Second, identify sabotaging thoughts that are hanging in the wings, ready to pounce in a weak moment. Then come up with a couple of truths to contradict them. For example if you continually tell yourself "I'll never be able to learn all this," you might say to yourself, "I can do this" or "If others can learn it, so can I". That's a plain and simple truth. To neutralize your frustration at having to do this task, you might say, "I'm doing this for me."
4. Do the planning -- break your goal into a series of small, doable steps
You've envisioned the task, dealt with what's been holding you back, and fixed your destructive thinking. Completing the job requires figuring out a reasonable step-by-step game plan and deciding when you'll begin. Write your plan down.
Once you have an outline, step back and imagine obstacles that are likely to pop up along the way. For every scenario, have a tactic ready to help you stick to your plan. You may also want to find someone to support your efforts and with whom you can check in on a regular basis.
5. Just do it -- gulp and leap
With all this preparation, it's time to tackle the task you've put off. Before you do, acknowledge your emotions--whether it's anger, fear, or sadness.
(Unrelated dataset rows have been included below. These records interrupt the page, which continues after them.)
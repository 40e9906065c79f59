//! Generic concurrent execution engine
//!
//! This module provides the worker-thread infrastructure used by the file
//! pipeline, but it knows nothing about files: any `FnOnce() -> R` closure can
//! be submitted.
//!
//! # Architecture Responsibilities
//!
//! ## What This Module Does:
//! - **Work Queue**: An unbounded FIFO shared by all workers ([`ConcurrentQueue`])
//! - **Worker Management**: A fixed set of named OS threads started up front
//! - **Result Delivery**: One [`TaskHandle`] per submission, resolved exactly once
//! - **Fault Isolation**: A panicking work item resolves its own handle with
//!   [`TaskError::Panicked`]; the worker keeps running
//! - **Lifecycle**: `wait_for_all()` quiescence barrier and a one-time,
//!   draining `shutdown()`
//!
//! ## What This Module Does NOT Do:
//! - **Scheduling Policy**: No priorities, no work stealing
//! - **Cancellation**: Once submitted, an item runs to completion or panic
//! - **Backpressure**: The queue is unbounded
//!
//! ```text
//! ┌─────────────────┐  submit   ┌──────────────────┐  pop_blocking  ┌─────────────────┐
//! │   Caller        │──────────▶│ ConcurrentQueue  │───────────────▶│ worker-0..N     │
//! │                 │           └──────────────────┘                │                 │
//! │ TaskHandle<R> ◀─┼───────────────── outcome (value / panic) ─────┤ catch_unwind    │
//! └─────────────────┘                                               └─────────────────┘
//! ```
//!
//! # Example Usage
//!
//! ```rust
//! use fileflow::parallel::WorkerPool;
//!
//! let pool = WorkerPool::new(4)?;
//! let handle = pool.submit(|| 21 * 2)?;
//! assert_eq!(handle.wait(), Ok(42));
//!
//! pool.wait_for_all();
//! pool.shutdown();
//! # Ok::<(), fileflow::parallel::PoolError>(())
//! ```

pub mod error;
pub mod handle;
pub mod pool;
pub mod queue;

// Re-export main types for easier access
pub use error::{PoolError, TaskError};
pub use handle::{TaskHandle, TaskOutcome};
pub use pool::WorkerPool;
pub use queue::ConcurrentQueue;
//! Command-line interface
//!
//! `clap` derive parsing lives in [`commands`]; [`Output`] handles styled
//! terminal output.

pub mod commands;
mod output;

pub use commands::Cli;
pub use output::Output;
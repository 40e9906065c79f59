use super::settings::AppConfig;
use super::smart_load;
use anyhow::{Context, Result};
use figment::Figment;
use figment::providers::{Env, Format, Serialized, Toml};
use serde::Serialize;
use std::path::{Path, PathBuf};

// Embed the default config at compile time
pub(crate) const DEFAULT_CONFIG: &str = include_str!("../../default-config.toml");

pub const ENV_PREFIX: &str = "FILEFLOW_";
pub const REPO_CONFIG_FILE: &str = "fileflow.toml";

pub struct FileflowConfig {
    figment: Figment,
}

impl FileflowConfig {
    pub fn load<T: Serialize>(custom_config: Option<&Path>, cli_overrides: Option<T>) -> Result<Self> {
        tracing::trace!("CONFIG LOAD: Starting");

        if let Some(path) = custom_config {
            if !path.is_file() {
                anyhow::bail!("Config file not found: {}", path.display());
            }
        }

        let mut figment = Figment::new().merge(Toml::string(DEFAULT_CONFIG)); // 1. Defaults (lowest)

        if let Some(user_config) = Self::user_config_path() {
            figment = figment.merge(Toml::file(user_config)); // 2. User config
        }
        figment = figment.merge(Toml::file(REPO_CONFIG_FILE)); // 3. Repo config

        if let Some(path) = custom_config {
            tracing::trace!("CONFIG LOAD: Custom config {}", path.display());
            figment = figment.merge(smart_load::auto(path)); // 4. --config FILE
        }

        // 5. Environment; FILEFLOW_CONFIG names the file and is not a setting
        figment = figment.merge(Env::prefixed(ENV_PREFIX).ignore(&["config"]));

        if let Some(cli) = cli_overrides {
            tracing::trace!("CONFIG LOAD: Applying CLI overrides");
            figment = figment.merge(Serialized::defaults(cli)); // 6. CLI (highest)
        }

        Ok(FileflowConfig { figment })
    }

    /// Typed, validated view of the merged layers
    pub fn app_config(&self) -> Result<AppConfig> {
        let config: AppConfig = self
            .figment
            .extract()
            .context("Invalid configuration value")?;
        config.validate()?;
        Ok(config)
    }

    fn user_config_path() -> Option<PathBuf> {
        std::env::var_os("HOME").map(|home| PathBuf::from(home).join(".config/fileflow/config.toml"))
    }
}

#[cfg(test)]
mod tests {
    use super::*;
    use crate::config::CliOverrides;
    use crate::pipeline::ProcessorKind;
    use tempfile::TempDir;

    fn write(dir: &TempDir, name: &str, content: &str) -> PathBuf {
        let path = dir.path().join(name);
        std::fs::write(&path, content).unwrap();
        path
    }

    #[test]
    fn test_defaults_load() {
        let config = FileflowConfig::load(None, None::<CliOverrides>)
            .unwrap()
            .app_config()
            .unwrap();
        assert_eq!(config.chunk_size, 1024);
        assert_eq!(config.processor, ProcessorKind::Auto);
    }

    #[test]
    fn test_custom_toml_overrides_defaults() {
        let dir = TempDir::new().unwrap();
        let path = write(&dir, "custom.toml", "chunk_size = 4096\nprocessor = \"text\"\n");

        let config = FileflowConfig::load(Some(&path), None::<CliOverrides>)
            .unwrap()
            .app_config()
            .unwrap();
        assert_eq!(config.chunk_size, 4096);
        assert_eq!(config.processor, ProcessorKind::Text);
    }

    #[test]
    fn test_custom_json_is_detected_by_extension() {
        let dir = TempDir::new().unwrap();
        let path = write(&dir, "custom.json", r#"{"thread_percentage": 50}"#);

        let config = FileflowConfig::load(Some(&path), None::<CliOverrides>)
            .unwrap()
            .app_config()
            .unwrap();
        assert_eq!(config.thread_percentage, 50);
    }

    #[test]
    fn test_cli_overrides_win() {
        let dir = TempDir::new().unwrap();
        let path = write(&dir, "custom.toml", "chunk_size = 4096\nstats = true\n");
        let overrides = CliOverrides {
            chunk_size: Some(16),
            ..Default::default()
        };

        let config = FileflowConfig::load(Some(&path), Some(overrides))
            .unwrap()
            .app_config()
            .unwrap();
        assert_eq!(config.chunk_size, 16);
        // not given on the command line, so the file value survives
        assert!(config.stats);
    }

    #[test]
    fn test_missing_custom_config_is_an_error() {
        let result = FileflowConfig::load(Some(Path::new("does-not-exist.toml")), None::<CliOverrides>);
        assert!(result.is_err());
    }

    #[test]
    fn test_invalid_values_fail_validation() {
        let dir = TempDir::new().unwrap();
        let path = write(&dir, "bad.toml", "chunk_size = 0\n");

        let config = FileflowConfig::load(Some(&path), None::<CliOverrides>).unwrap();
        let err = config.app_config().unwrap_err();
        assert!(err.to_string().contains("chunk_size"));
    }
}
Take just a minute or two and release the pent-up emotion in a physical and constructive way. Without the emotional energy dragging you down, you'll feel prepared to take the leap and be amazed how easy it is as you just focus on one step at a time.
6. Battle resistance
As you take action, you're likely to meet with resistance in the form of excuses, bad moods, and discouragement. Meet resistance with tenacity and stubbornness, and continue to deal with any emotions that surface.
At this point in the process it's important to repeat your truths and remember your goal. Say them over and over until they're set in your mind. "I can do this. I'll feel better when I handle this." Any time you are tempted to procrastinate, refocus on the goal.
7. Appreciate your efforts and accomplishments
Getting through a daunting task is incredibly satisfying. Praise each small accomplishment along the way. You'll feel proud and virtuous when you get the task off your plate. Doing what you're avoiding will simplify your life. You'll feel more energetic. You'll sleep better at night.
©2020 by Jude Bijou, M.A., M.F.T.
All Rights Reserved.
Book by this Author
Attitude Reconstruction: A Blueprint for Building a Better Life
by Jude Bijou, M.A., M.F.T.
With practical tools, real-life examples, and everyday solutions for thirty-three destructive attitudes, Attitude Reconstruction can help you stop settling for sadness, anger, and fear, and infuse your life with love, peace, and joy.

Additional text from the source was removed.